- [WORK INSTRUCTIONS]: Copy each line of the listing where the word "unwrap" can be found.

════════

use ed25519_dalek::{Signature, Signer, SigningKey, Verifier, VerifyingKey};
use rand::rngs::OsRng;
use serde::{Deserialize, Serialize};
use sha2::{Digest, Sha256};
use thiserror::Error;

use std::fmt;
use std::str::FromStr;

/// Version byte prepended to the address payload
const ADDRESS_VERSION: u8 = 0x00;

/// Number of public key hash bytes carried by an address
const ADDRESS_HASH_LEN: usize = 20;

const CHECKSUM_LEN: usize = 4;

const PUBLIC_KEY_LEN: usize = 32;
const SECRET_KEY_LEN: usize = 32;
const SIGNATURE_LEN: usize = 64;

/// Errors that can occur during cryptographic operations
#[derive(Debug, Error, PartialEq, Eq)]
pub enum CryptoError {
    #[error("Invalid address: {0}")]
    InvalidAddress(String),

    #[error("Invalid public key: {0}")]
    InvalidPublicKey(String),

    #[error("Invalid private key: {0}")]
    InvalidPrivateKey(String),

    #[error("Invalid signature: {0}")]
    InvalidSignature(String),
}

fn sha256_twice(data: &[u8]) -> [u8; 32] {
    let first = Sha256::digest(data);
    Sha256::digest(first).into()
}

/// A blockchain address: Base58Check over a hash of the owner's public key
#[derive(Debug, Clone, PartialEq, Eq, Hash, Serialize, Deserialize)]
#[serde(try_from = "String", into = "String")]
pub struct Address(String);

impl Address {
    /// Derives the address of a public key
    pub fn from_public_key(public_key: &VerifyingKey) -> Self {
        let digest = Sha256::digest(public_key.as_bytes());

        let mut payload = Vec::with_capacity(1 + ADDRESS_HASH_LEN + CHECKSUM_LEN);
        payload.push(ADDRESS_VERSION);
        payload.extend_from_slice(&digest[..ADDRESS_HASH_LEN]);

        let check = sha256_twice(&payload);
        payload.extend_from_slice(&check[..CHECKSUM_LEN]);

        Address(bs58::encode(payload).into_string())
    }

    pub fn as_str(&self) -> &str {
        &self.0
    }
}

impl fmt::Display for Address {
    fn fmt(&self, f: &mut fmt::Formatter<'_>) -> fmt::Result {
        f.write_str(&self.0)
    }
}

impl FromStr for Address {
    type Err = CryptoError;

    fn from_str(s: &str) -> Result<Self, Self::Err> {
        let bytes = bs58::decode(s)
            .into_vec()
            .map_err(|e| CryptoError::InvalidAddress(e.to_string()))?;

        if bytes.len() != 1 + ADDRESS_HASH_LEN + CHECKSUM_LEN {
            return Err(CryptoError::InvalidAddress(format!(
                "expected {} bytes, got {}",
                1 + ADDRESS_HASH_LEN + CHECKSUM_LEN,
                bytes.len()
            )));
        }

        if bytes[0] != ADDRESS_VERSION {
            return Err(CryptoError::InvalidAddress(format!(
                "unknown version byte {:#04x}",
                bytes[0]
            )));
        }

        let (payload, checksum) = bytes.split_at(bytes.len() - CHECKSUM_LEN);
        if sha256_twice(payload)[..CHECKSUM_LEN] != *checksum {
            return Err(CryptoError::InvalidAddress("checksum mismatch".to_string()));
        }

        Ok(Address(s.to_string()))
    }
}

impl TryFrom<String> for Address {
    type Error = CryptoError;

    fn try_from(value: String) -> Result<Self, Self::Error> {
        value.parse()
    }
}

impl From<Address> for String {
    fn from(address: Address) -> Self {
        address.0
    }
}

/// Parses a hex encoded Ed25519 public key
pub fn public_key_from_hex(encoded: &str) -> Result<VerifyingKey, CryptoError> {
    let bytes = hex::decode(encoded).map_err(|e| CryptoError::InvalidPublicKey(e.to_string()))?;

    let bytes: [u8; PUBLIC_KEY_LEN] = bytes.try_into().map_err(|_| {
        CryptoError::InvalidPublicKey("Invalid public key length".to_string())
    })?;

    VerifyingKey::from_bytes(&bytes).map_err(|e| CryptoError::InvalidPublicKey(e.to_string()))
}

pub fn public_key_to_hex(public_key: &VerifyingKey) -> String {
    hex::encode(public_key.as_bytes())
}

/// A detached signature, hex encoded as the 64-byte (R, S) pair
#[derive(Debug, Clone, PartialEq, Eq)]
pub struct DigitalSignature(String);

impl DigitalSignature {
    pub fn from_signature(signature: &Signature) -> Self {
        DigitalSignature(hex::encode(signature.to_bytes()))
    }

    pub fn to_signature(&self) -> Result<Signature, CryptoError> {
        let bytes =
            hex::decode(&self.0).map_err(|e| CryptoError::InvalidSignature(e.to_string()))?;

        let signature_bytes: [u8; SIGNATURE_LEN] = bytes.try_into().map_err(|_| {
            CryptoError::InvalidSignature("Invalid signature length".to_string())
        })?;

        Ok(Signature::from_bytes(&signature_bytes))
    }

    pub fn as_str(&self) -> &str {
        &self.0
    }
}

impl fmt::Display for DigitalSignature {
    fn fmt(&self, f: &mut fmt::Formatter<'_>) -> fmt::Result {
        f.write_str(&self.0)
    }
}

impl FromStr for DigitalSignature {
    type Err = CryptoError;

    fn from_str(s: &str) -> Result<Self, Self::Err> {
        let signature = DigitalSignature(s.to_ascii_lowercase());
        signature.to_signature()?;
        Ok(signature)
    }
}

/// Owns a keypair and the address derived from it
#[derive(Clone)]
pub struct Wallet {
    signing_key: SigningKey,
    verifying_key: VerifyingKey,
    address: Address,
}

impl fmt::Debug for Wallet {
    fn fmt(&self, f: &mut fmt::Formatter<'_>) -> fmt::Result {
        f.debug_struct("Wallet")
            .field("address", &self.address)
            .field("public_key", &self.public_key_hex())
            .finish_non_exhaustive()
    }
}

impl Wallet {
    /// Creates a new wallet with a random keypair
    pub fn new() -> Self {
        let signing_key = SigningKey::generate(&mut OsRng);
        Self::from_signing_key(signing_key)
    }

    /// Creates a wallet from an existing secret key
    pub fn from_secret_key(secret_key_bytes: &[u8]) -> Result<Self, CryptoError> {
        let bytes_array: [u8; SECRET_KEY_LEN] = secret_key_bytes.try_into().map_err(|_| {
            CryptoError::InvalidPrivateKey("Invalid private key length".to_string())
        })?;

        Ok(Self::from_signing_key(SigningKey::from_bytes(&bytes_array)))
    }

    /// Creates a wallet from a hex encoded secret key
    pub fn from_secret_key_hex(encoded: &str) -> Result<Self, CryptoError> {
        let bytes =
            hex::decode(encoded).map_err(|e| CryptoError::InvalidPrivateKey(e.to_string()))?;
        Self::from_secret_key(&bytes)
    }

    fn from_signing_key(signing_key: SigningKey) -> Self {
        let verifying_key = signing_key.verifying_key();
        let address = Address::from_public_key(&verifying_key);

        Wallet {
            signing_key,
            verifying_key,
            address,
        }
    }

    pub fn address(&self) -> &Address {
        &self.address
    }

    pub fn public_key(&self) -> &VerifyingKey {
        &self.verifying_key
    }

    pub fn public_key_hex(&self) -> String {
        public_key_to_hex(&self.verifying_key)
    }

    /// Signs a message with the wallet's private key
    pub fn sign(&self, message: &[u8]) -> DigitalSignature {
        DigitalSignature::from_signature(&self.signing_key.sign(message))
    }
}

impl Default for Wallet {
    fn default() -> Self {
        Self::new()
    }
}

/// Verifies a signature against a message and public key
pub fn verify_signature(
    message: &[u8],
    signature: &DigitalSignature,
    public_key: &VerifyingKey,
) -> Result<bool, CryptoError> {
    let signature = signature.to_signature()?;
    Ok(public_key.verify(message, &signature).is_ok())
}

#[cfg(test)]
mod tests {
    use super::*;

    #[test]
    fn test_signing_and_verification() {
        let wallet = Wallet::new();
        let message = b"Hello, world!";

        let signature = wallet.sign(message);
        assert!(verify_signature(message, &signature, wallet.public_key()).unwrap());

        let wrong_message = b"Wrong message";
        assert!(!verify_signature(wrong_message, &signature, wallet.public_key()).unwrap());
    }

    #[test]
    fn test_verification_with_other_key_fails() {
        let wallet = Wallet::new();
        let other = Wallet::new();
        let signature = wallet.sign(b"payload");

        assert!(!verify_signature(b"payload", &signature, other.public_key()).unwrap());
    }

    #[test]
    fn test_address_is_pure_function_of_public_key() {
        let wallet = Wallet::new();
        let first = Address::from_public_key(wallet.public_key());
        let second = Address::from_public_key(wallet.public_key());
        assert_eq!(first, second);
        assert_eq!(&first, wallet.address());

        let other = Wallet::new();
        assert_ne!(wallet.address(), other.address());
    }

    #[test]
    fn test_address_parsing() {
        let wallet = Wallet::new();
        let parsed: Address = wallet.address().as_str().parse().unwrap();
        assert_eq!(&parsed, wallet.address());

        assert!("".parse::<Address>().is_err());
        assert!("not-base58-0OIl".parse::<Address>().is_err());
        assert!("Alice".parse::<Address>().is_err());

        // Flip one character to break the checksum
        let mut tampered = wallet.address().as_str().to_string();
        let last = tampered.pop().unwrap();
        tampered.push(if last == '2' { '3' } else { '2' });
        assert!(tampered.parse::<Address>().is_err());
    }

    #[test]
    fn test_address_rejected_by_serde() {
        let result: Result<Address, _> = serde_json::from_str("\"Alice\"");
        assert!(result.is_err());
    }

    #[test]
    fn test_wallet_from_secret_key() {
        let wallet = Wallet::new();
        let secret = wallet.signing_key.to_bytes();

        let restored = Wallet::from_secret_key_hex(&hex::encode(secret)).unwrap();
        assert_eq!(restored.address(), wallet.address());
        assert_eq!(restored.public_key_hex(), wallet.public_key_hex());

        assert!(Wallet::from_secret_key(&[1, 2, 3]).is_err());
        assert!(Wallet::from_secret_key_hex("zz").is_err());
    }

    #[test]
    fn test_public_key_hex_round_trip() {
        let wallet = Wallet::new();
        let parsed = public_key_from_hex(&wallet.public_key_hex()).unwrap();
        assert_eq!(parsed.as_bytes(), wallet.public_key().as_bytes());

        assert!(public_key_from_hex("abcd").is_err());
    }

    #[test]
    fn test_debug_hides_secret_key() {
        let wallet = Wallet::new();
        let rendered = format!("{:?}", wallet);
        assert!(!rendered.contains(&hex::encode(wallet.signing_key.to_bytes())));
        assert!(rendered.contains(wallet.address().as_str()));
    }

    #[test]
    fn test_signature_parsing() {
        let wallet = Wallet::new();
        let signature = wallet.sign(b"data");
        let parsed: DigitalSignature = signature.as_str().parse().unwrap();
        assert_eq!(parsed, signature);

        assert!("deadbeef".parse::<DigitalSignature>().is_err());
    }
}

════════

- [OUTPUT]:
        assert!(verify_signature(message, &signature, wallet.public_key()).unwrap());
        assert!(!verify_signature(wrong_message, &signature, wallet.public_key()).unwrap());
        assert!(!verify_signature(b"payload", &signature, other.public_key()).unwrap());
        let parsed: Address = wallet.address().as_str().parse().unwrap();
        let last = tampered.pop().unwrap();
        let restored = Wallet::from_secret_key_hex(&hex::encode(secret)).unwrap();
        let parsed = public_key_from_hex(&wallet.public_key_hex()).unwrap();
        let parsed: DigitalSignature = signature.as_str().parse().unwrap();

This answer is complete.